Although your students would not anticipate using an egg timer or a toothbrush in class, these common objects can serve as the foundation for engaging lectures. Beginning with basic items that English language learners can see and hold is advised
Even if they don't necessarily know what they are called in English, students should know what they are or what to do with them. Common objects can be utilised for additional classroom activities in addition to teaching the name for the thing. Here are a few instances:
Take an egg timer: Of course, you might use it to keep track of a speaking exercise. But wouldn't having your English pupils explain the form or sound it produces be more enjoyable? You might also utilise the timer to give your children time-related puzzles and tests, or to practise numbers with them.

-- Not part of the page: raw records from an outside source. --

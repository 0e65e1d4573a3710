//! SplinePath — centripetal Catmull-Rom через все control points
//!
//! Кривая проходит точно через каждую точку (through-spline), первая
//! производная непрерывна на стыках сегментов. На концах phantom-точки
//! отражаются от соседнего сегмента, поэтому кривая не "загибается" у краёв.
//!
//! Параметризация:
//! - `Segment` — t ∈ [0,1] делится поровну между сегментами (быстро, но
//!   скорость по кривой зависит от длины сегмента)
//! - `ArcLength` — t пересчитывается через таблицу длин дуги (равномерная
//!   скорость)

use bevy::prelude::*;
use serde::{Deserialize, Serialize};
use thiserror::Error;

/// Количество семплов в таблице длины дуги
pub const ARC_LENGTH_SAMPLES: usize = 200;

/// Порог совпадения координат (per-axis) для waypoints
pub const POINT_EPSILON: f32 = 1e-6;

/// Knot distance ниже этого порога считается вырожденной
const MIN_KNOT_INTERVAL: f32 = 1e-4;

/// Производная короче этого считается нулевой (tangent не определён)
const MIN_TANGENT_LENGTH_SQUARED: f32 = 1e-12;

/// Как normalized progress отображается на параметр кривой
#[derive(Debug, Clone, Copy, PartialEq, Eq, Default, Reflect, Serialize, Deserialize)]
pub enum PathParameterization {
    /// Равные доли t на каждый сегмент
    #[default]
    Segment,
    /// Равные доли t на равные отрезки длины дуги
    ArcLength,
}

/// Ошибки построения SplinePath
#[derive(Debug, Clone, PartialEq, Error)]
pub enum PathError {
    #[error("spline needs at least 2 control points, got {0}")]
    TooFewPoints(usize),
    #[error("control point {index} is not finite: {point}")]
    NonFinitePoint { index: usize, point: Vec3 },
}

/// Результат семплирования кривой
#[derive(Debug, Clone, Copy, PartialEq)]
pub struct PathSample {
    pub position: Vec3,
    /// Нормализованное направление, `None` если производная нулевая
    pub tangent: Option<Vec3>,
}

/// Через-сплайн по упорядоченным control points (≥ 2, immutable после build)
#[derive(Debug, Clone, PartialEq, Reflect)]
pub struct SplinePath {
    points: Vec<Vec3>,
    /// Кумулятивная длина дуги в t = i / ARC_LENGTH_SAMPLES
    arc_lengths: Vec<f32>,
}

impl SplinePath {
    /// Строит путь из готового списка точек
    pub fn new(points: Vec<Vec3>) -> Result<Self, PathError> {
        if points.len() < 2 {
            return Err(PathError::TooFewPoints(points.len()));
        }
        if let Some((index, point)) = points.iter().enumerate().find(|(_, p)| !p.is_finite()) {
            return Err(PathError::NonFinitePoint { index, point: *point });
        }

        let mut path = Self {
            points,
            arc_lengths: Vec::new(),
        };
        path.arc_lengths = path.build_arc_lengths();
        Ok(path)
    }

    /// Строит путь, который начинается там, где сейчас стоит entity
    ///
    /// Если `current` совпадает с первым waypoint (ε per axis) — не дублируем
    /// точку, иначе `current` добавляется в начало.
    pub fn from_current_position(current: Vec3, waypoints: &[Vec3]) -> Result<Self, PathError> {
        let starts_here = waypoints
            .first()
            .is_some_and(|first| points_coincide(current, *first));

        let points = if starts_here {
            waypoints.to_vec()
        } else {
            std::iter::once(current)
                .chain(waypoints.iter().copied())
                .collect()
        };

        Self::new(points)
    }

    pub fn control_points(&self) -> &[Vec3] {
        &self.points
    }

    pub fn start(&self) -> Vec3 {
        self.points[0]
    }

    pub fn end(&self) -> Vec3 {
        self.points[self.points.len() - 1]
    }

    /// Приближённая длина кривой (по таблице семплов)
    pub fn length(&self) -> f32 {
        self.arc_lengths.last().copied().unwrap_or(0.0)
    }

    /// Позиция на кривой, t ∈ [0,1] (segment-параметризация)
    pub fn position_at(&self, t: f32) -> Vec3 {
        let (index, weight) = self.locate(t);
        let [c0, c1, c2, c3] = self.coefficients(index);
        c0 + c1 * weight + c2 * weight * weight + c3 * weight * weight * weight
    }

    /// Нормализованное направление кривой, t ∈ [0,1]
    ///
    /// `None` когда производная вырождается (совпадающие соседние точки).
    pub fn tangent_at(&self, t: f32) -> Option<Vec3> {
        let (index, weight) = self.locate(t);
        let [_, c1, c2, c3] = self.coefficients(index);
        let derivative = c1 + c2 * (2.0 * weight) + c3 * (3.0 * weight * weight);

        if derivative.length_squared() < MIN_TANGENT_LENGTH_SQUARED {
            None
        } else {
            derivative.try_normalize()
        }
    }

    /// Позиция и tangent для normalized progress с выбранной параметризацией
    pub fn sample(&self, progress: f32, parameterization: PathParameterization) -> PathSample {
        let t = match parameterization {
            PathParameterization::Segment => progress.clamp(0.0, 1.0),
            PathParameterization::ArcLength => self.arc_to_curve_t(progress),
        };

        PathSample {
            position: self.position_at(t),
            tangent: self.tangent_at(t),
        }
    }

    /// Переводит долю длины дуги u ∈ [0,1] в параметр кривой t
    pub fn arc_to_curve_t(&self, u: f32) -> f32 {
        let u = u.clamp(0.0, 1.0);
        let total = self.length();
        if total <= 0.0 {
            return u;
        }

        let target = u * total;
        // Первый индекс, где кумулятивная длина ≥ target
        let upper = self
            .arc_lengths
            .partition_point(|length| *length < target)
            .clamp(1, ARC_LENGTH_SAMPLES);
        let lower = upper - 1;

        let segment_start = self.arc_lengths[lower];
        let segment_length = self.arc_lengths[upper] - segment_start;
        let fraction = if segment_length > 0.0 {
            (target - segment_start) / segment_length
        } else {
            0.0
        };

        ((lower as f32 + fraction) / ARC_LENGTH_SAMPLES as f32).clamp(0.0, 1.0)
    }

    /// Сегмент и локальный вес для t
    fn locate(&self, t: f32) -> (usize, f32) {
        let last = self.points.len() - 1;
        let scaled = last as f32 * t.clamp(0.0, 1.0);
        let index = scaled.floor() as usize;

        if index >= last {
            (last - 1, 1.0)
        } else {
            (index, scaled - index as f32)
        }
    }

    /// Кубические коэффициенты сегмента `index` (centripetal, α = 0.5)
    fn coefficients(&self, index: usize) -> [Vec3; 4] {
        let points = &self.points;
        let p1 = points[index];
        let p2 = points[index + 1];
        let p0 = if index > 0 { points[index - 1] } else { p1 * 2.0 - p2 };
        let p3 = if index + 2 < points.len() {
            points[index + 2]
        } else {
            p2 * 2.0 - p1
        };

        let mut dt0 = p0.distance_squared(p1).powf(0.25);
        let mut dt1 = p1.distance_squared(p2).powf(0.25);
        let mut dt2 = p2.distance_squared(p3).powf(0.25);

        if dt1 < MIN_KNOT_INTERVAL {
            dt1 = 1.0;
        }
        if dt0 < MIN_KNOT_INTERVAL {
            dt0 = dt1;
        }
        if dt2 < MIN_KNOT_INTERVAL {
            dt2 = dt1;
        }

        // Касательные non-uniform Catmull-Rom, приведённые к интервалу [0,1]
        let m1 = ((p1 - p0) / dt0 - (p2 - p0) / (dt0 + dt1) + (p2 - p1) / dt1) * dt1;
        let m2 = ((p2 - p1) / dt1 - (p3 - p1) / (dt1 + dt2) + (p3 - p2) / dt2) * dt1;

        [
            p1,
            m1,
            p1 * -3.0 + p2 * 3.0 - m1 * 2.0 - m2,
            p1 * 2.0 - p2 * 2.0 + m1 + m2,
        ]
    }

    fn build_arc_lengths(&self) -> Vec<f32> {
        let mut lengths = Vec::with_capacity(ARC_LENGTH_SAMPLES + 1);
        let mut previous = self.position_at(0.0);
        let mut total = 0.0;
        lengths.push(0.0);

        for i in 1..=ARC_LENGTH_SAMPLES {
            let point = self.position_at(i as f32 / ARC_LENGTH_SAMPLES as f32);
            total += point.distance(previous);
            lengths.push(total);
            previous = point;
        }

        lengths
    }
}

/// Совпадение точек с точностью POINT_EPSILON по каждой оси
pub fn points_coincide(a: Vec3, b: Vec3) -> bool {
    (a - b).abs().cmplt(Vec3::splat(POINT_EPSILON)).all()
}
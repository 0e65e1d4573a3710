//! Locomotion events

use bevy::prelude::*;

/// Event: переходы state machine и результаты команд
///
/// Генерируется:
/// - process_go_to_commands (Teleported, TravelQueued)
/// - tick_locomotion (TurnFinished, TravelFinished)
///
/// Обрабатывается:
/// - log_locomotion_events (Info лог)
/// - client UI (при необходимости)
#[derive(Event, Debug, Clone, PartialEq)]
pub enum LocomotionEvent {
    /// Одна точка в маршруте — мгновенный перенос, yaw не меняется
    Teleported { position: Vec3 },
    /// Маршрут построен, entity поворачивается к первому сегменту
    TravelQueued { start: Vec3, target_yaw: f32 },
    /// Поворот закончен; `travel_started` — сразу начался PathFollow
    TurnFinished { yaw: f32, travel_started: bool },
    /// Путь пройден до конца, возврат во FreeRoam
    TravelFinished { position: Vec3, yaw: f32 },
}

/// Поза камеры для render sink
#[derive(Debug, Clone, Copy, PartialEq)]
pub struct CameraPose {
    pub position: Vec3,
    pub look_target: Vec3,
}

/// Event: render sink, публикуется раз в tick
///
/// Fire-and-forget: simulation не ждёт ответа. `camera` — None если
/// CameraRig не заспавнен (headless без камеры).
#[derive(Event, Debug, Clone, Copy, PartialEq)]
pub struct FrameOutput {
    pub position: Vec3,
    pub yaw: f32,
    pub camera: Option<CameraPose>,
}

You might make a board with pictures of your things using Post-it Notes and encourage your pupils to add Post-it Notes with the appropriate English terms to it. Write a letter on each Post-it. Note and instruct your children to rearrange the letters to produce the desired word. This is another well-liked educational activity.
Simple home items usually have practical uses, thus they belong in a certain space of the house. Another lesson about being at home and other things you could find there might be built around this. Take the toothbrush as an illustration. I suppose that belongs in the restroom. Consider asking your pupils to describe their home bathroom and any other items they could find there, as well as how brushing their teeth fits into their morning routine. They could consider their new English vocabulary the next time they clean their teeth.
Another item that most people have at home is a photograph. Ask your students to bring their favourite photograph into the next lesson. Your class can then all find out more about each other’s family, friends, hobbies and holidays. Imagine one of your students describing how they spent time in a different country and the new experiences they had. Encourage students to ask questions such as “who”, “where”, “what” and “when” to practise their English speaking skills. A photo could also stimulate role plays and collaborative working activities. Perhaps your students could split into groups to draw a picture based on one of the stories they’ve heard and find common links and interests. Anything that helps your learners to visualise and use English vocabulary in context will help them improve.